• Your goal:
When you answer, give every record back exactly as written.

****************************************

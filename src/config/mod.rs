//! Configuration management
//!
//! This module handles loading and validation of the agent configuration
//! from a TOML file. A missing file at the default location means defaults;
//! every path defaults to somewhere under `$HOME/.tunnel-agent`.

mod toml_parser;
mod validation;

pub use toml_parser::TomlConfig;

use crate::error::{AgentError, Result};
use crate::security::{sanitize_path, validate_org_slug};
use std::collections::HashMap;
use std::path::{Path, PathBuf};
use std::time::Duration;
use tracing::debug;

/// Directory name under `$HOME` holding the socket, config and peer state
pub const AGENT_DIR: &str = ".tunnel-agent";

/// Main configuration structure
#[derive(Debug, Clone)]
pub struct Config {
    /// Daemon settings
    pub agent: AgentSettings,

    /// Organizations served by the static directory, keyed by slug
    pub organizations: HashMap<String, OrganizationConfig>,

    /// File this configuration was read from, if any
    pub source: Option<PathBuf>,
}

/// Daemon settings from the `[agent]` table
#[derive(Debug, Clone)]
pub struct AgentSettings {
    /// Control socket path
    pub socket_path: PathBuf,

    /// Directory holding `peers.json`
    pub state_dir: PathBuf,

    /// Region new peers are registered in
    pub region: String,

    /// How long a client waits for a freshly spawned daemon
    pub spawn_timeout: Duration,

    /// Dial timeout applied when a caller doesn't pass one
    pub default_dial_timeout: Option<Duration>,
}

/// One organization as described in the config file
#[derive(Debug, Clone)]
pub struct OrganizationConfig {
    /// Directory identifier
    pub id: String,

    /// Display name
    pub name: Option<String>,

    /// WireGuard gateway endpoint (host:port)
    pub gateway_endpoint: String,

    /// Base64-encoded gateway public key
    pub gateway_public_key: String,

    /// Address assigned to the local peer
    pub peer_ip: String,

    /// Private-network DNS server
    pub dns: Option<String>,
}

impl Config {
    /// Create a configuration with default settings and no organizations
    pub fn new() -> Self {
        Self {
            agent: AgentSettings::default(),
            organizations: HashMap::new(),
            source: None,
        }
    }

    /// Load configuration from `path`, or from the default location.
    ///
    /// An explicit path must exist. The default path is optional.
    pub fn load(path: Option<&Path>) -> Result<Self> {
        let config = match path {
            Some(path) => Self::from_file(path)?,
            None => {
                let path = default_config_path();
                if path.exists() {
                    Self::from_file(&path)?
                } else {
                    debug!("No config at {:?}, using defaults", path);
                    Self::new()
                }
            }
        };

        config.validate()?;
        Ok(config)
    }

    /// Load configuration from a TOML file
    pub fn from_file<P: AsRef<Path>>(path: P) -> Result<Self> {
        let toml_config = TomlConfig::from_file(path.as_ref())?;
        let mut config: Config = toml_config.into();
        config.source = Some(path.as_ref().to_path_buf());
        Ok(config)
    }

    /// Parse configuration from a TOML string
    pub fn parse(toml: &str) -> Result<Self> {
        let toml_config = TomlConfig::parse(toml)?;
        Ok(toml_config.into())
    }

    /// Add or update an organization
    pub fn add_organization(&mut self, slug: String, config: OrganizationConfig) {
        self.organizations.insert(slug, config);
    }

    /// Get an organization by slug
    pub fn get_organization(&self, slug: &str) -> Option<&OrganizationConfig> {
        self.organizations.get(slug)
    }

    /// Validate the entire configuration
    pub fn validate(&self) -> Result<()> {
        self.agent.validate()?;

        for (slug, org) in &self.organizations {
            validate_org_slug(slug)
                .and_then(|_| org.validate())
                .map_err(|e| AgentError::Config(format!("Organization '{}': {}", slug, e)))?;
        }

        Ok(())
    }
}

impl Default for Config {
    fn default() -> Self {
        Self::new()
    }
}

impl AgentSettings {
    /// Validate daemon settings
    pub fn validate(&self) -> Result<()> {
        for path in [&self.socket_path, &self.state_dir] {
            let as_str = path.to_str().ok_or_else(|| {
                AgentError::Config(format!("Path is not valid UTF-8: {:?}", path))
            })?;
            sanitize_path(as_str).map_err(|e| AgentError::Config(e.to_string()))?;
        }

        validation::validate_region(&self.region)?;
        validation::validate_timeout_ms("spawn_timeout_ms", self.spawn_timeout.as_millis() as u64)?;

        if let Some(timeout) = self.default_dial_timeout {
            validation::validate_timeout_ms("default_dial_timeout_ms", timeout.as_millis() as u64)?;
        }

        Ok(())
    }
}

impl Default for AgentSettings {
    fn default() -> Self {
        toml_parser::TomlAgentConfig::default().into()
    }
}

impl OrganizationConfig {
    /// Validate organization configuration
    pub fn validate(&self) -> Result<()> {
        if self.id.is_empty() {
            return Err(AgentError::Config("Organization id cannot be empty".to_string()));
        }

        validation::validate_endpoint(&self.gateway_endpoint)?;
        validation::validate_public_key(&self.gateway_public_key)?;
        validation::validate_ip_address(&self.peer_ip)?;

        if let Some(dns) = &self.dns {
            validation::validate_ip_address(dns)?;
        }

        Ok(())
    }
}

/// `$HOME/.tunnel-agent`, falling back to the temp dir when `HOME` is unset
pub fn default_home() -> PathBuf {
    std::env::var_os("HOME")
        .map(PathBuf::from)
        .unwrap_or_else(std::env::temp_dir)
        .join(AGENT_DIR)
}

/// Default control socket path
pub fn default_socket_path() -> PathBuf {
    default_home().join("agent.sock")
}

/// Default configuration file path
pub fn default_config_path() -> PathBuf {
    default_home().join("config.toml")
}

****************************************

• Solution to this task:
filename src/config/mod.rs
//! Configuration management
//!
//! This module handles loading and validation of the agent configuration
//! from a TOML file. A missing file at the default location means defaults;
//! every path defaults to somewhere under `$HOME/.tunnel-agent`.

mod toml_parser;
mod validation;

pub use toml_parser::TomlConfig;

use crate::error::{AgentError, Result};
use crate::security::{sanitize_path, validate_org_slug};
use std::collections::HashMap;
use std::path::{Path, PathBuf};
use std::time::Duration;
use tracing::debug;

/// Directory name under `$HOME` holding the socket, config and peer state
pub const AGENT_DIR: &str = ".tunnel-agent";

/// Main configuration structure
#[derive(Debug, Clone)]
pub struct Config {
    /// Daemon settings
    pub agent: AgentSettings,

    /// Organizations served by the static directory, keyed by slug
    pub organizations: HashMap<String, OrganizationConfig>,

    /// File this configuration was read from, if any
    pub source: Option<PathBuf>,
}

/// Daemon settings from the `[agent]` table
#[derive(Debug, Clone)]
pub struct AgentSettings {
    /// Control socket path
    pub socket_path: PathBuf,

    /// Directory holding `peers.json`
    pub state_dir: PathBuf,

    /// Region new peers are registered in
    pub region: String,

    /// How long a client waits for a freshly spawned daemon
    pub spawn_timeout: Duration,

    /// Dial timeout applied when a caller doesn't pass one
    pub default_dial_timeout: Option<Duration>,
}

/// One organization as described in the config file
#[derive(Debug, Clone)]
pub struct OrganizationConfig {
    /// Directory identifier
    pub id: String,

    /// Display name
    pub name: Option<String>,

    /// WireGuard gateway endpoint (host:port)
    pub gateway_endpoint: String,

    /// Base64-encoded gateway public key
    pub gateway_public_key: String,

    /// Address assigned to the local peer
    pub peer_ip: String,

    /// Private-network DNS server
    pub dns: Option<String>,
}

impl Config {
    /// Create a configuration with default settings and no organizations
    pub fn new() -> Self {
        Self {
            agent: AgentSettings::default(),
            organizations: HashMap::new(),
            source: None,
        }
    }

    /// Load configuration from `path`, or from the default location.
    ///
    /// An explicit path must exist. The default path is optional.
    pub fn load(path: Option<&Path>) -> Result<Self> {
        let config = match path {
            Some(path) => Self::from_file(path)?,
            None => {
                let path = default_config_path();
                if path.exists() {
                    Self::from_file(&path)?
                } else {
                    debug!("No config at {:?}, using defaults", path);
                    Self::new()
                }
            }
        };

        config.validate()?;
        Ok(config)
    }

    /// Load configuration from a TOML file
    pub fn from_file<P: AsRef<Path>>(path: P) -> Result<Self> {
        let toml_config = TomlConfig::from_file(path.as_ref())?;
        let mut config: Config = toml_config.into();
        config.source = Some(path.as_ref().to_path_buf());
        Ok(config)
    }

    /// Parse configuration from a TOML string
    pub fn parse(toml: &str) -> Result<Self> {
        let toml_config = TomlConfig::parse(toml)?;
        Ok(toml_config.into())
    }

    /// Add or update an organization
    pub fn add_organization(&mut self, slug: String, config: OrganizationConfig) {
        self.organizations.insert(slug, config);
    }

    /// Get an organization by slug
    pub fn get_organization(&self, slug: &str) -> Option<&OrganizationConfig> {
        self.organizations.get(slug)
    }

    /// Validate the entire configuration
    pub fn validate(&self) -> Result<()> {
        self.agent.validate()?;

        for (slug, org) in &self.organizations {
            validate_org_slug(slug)
                .and_then(|_| org.validate())
                .map_err(|e| AgentError::Config(format!("Organization '{}': {}", slug, e)))?;
        }

        Ok(())
    }
}

impl Default for Config {
    fn default() -> Self {
        Self::new()
    }
}

impl AgentSettings {
    /// Validate daemon settings
    pub fn validate(&self) -> Result<()> {
        for path in [&self.socket_path, &self.state_dir] {
            let as_str = path.to_str().ok_or_else(|| {
                AgentError::Config(format!("Path is not valid UTF-8: {:?}", path))
            })?;
            sanitize_path(as_str).map_err(|e| AgentError::Config(e.to_string()))?;
        }

        validation::validate_region(&self.region)?;
        validation::validate_timeout_ms("spawn_timeout_ms", self.spawn_timeout.as_millis() as u64)?;

        if let Some(timeout) = self.default_dial_timeout {
            validation::validate_timeout_ms("default_dial_timeout_ms", timeout.as_millis() as u64)?;
        }

        Ok(())
    }
}

impl Default for AgentSettings {
    fn default() -> Self {
        toml_parser::TomlAgentConfig::default().into()
    }
}

impl OrganizationConfig {
    /// Validate organization configuration
    pub fn validate(&self) -> Result<()> {
        if self.id.is_empty() {
            return Err(AgentError::Config("Organization id cannot be empty".to_string()));
        }

        validation::validate_endpoint(&self.gateway_endpoint)?;
        validation::validate_public_key(&self.gateway_public_key)?;
        validation::validate_ip_address(&self.peer_ip)?;

        if let Some(dns) = &self.dns {
            validation::validate_ip_address(dns)?;
        }

        Ok(())
    }
}

/// `$HOME/.tunnel-agent`, falling back to the temp dir when `HOME` is unset
pub fn default_home() -> PathBuf {
    std::env::var_os("HOME")
        .map(PathBuf::from)
        .unwrap_or_else(std::env::temp_dir)
        .join(AGENT_DIR)
}

/// Default control socket path
pub fn default_socket_path() -> PathBuf {
    default_home().join("agent.sock")
}

/// Default configuration file path
pub fn default_config_path() -> PathBuf {
    default_home().join("config.toml")
}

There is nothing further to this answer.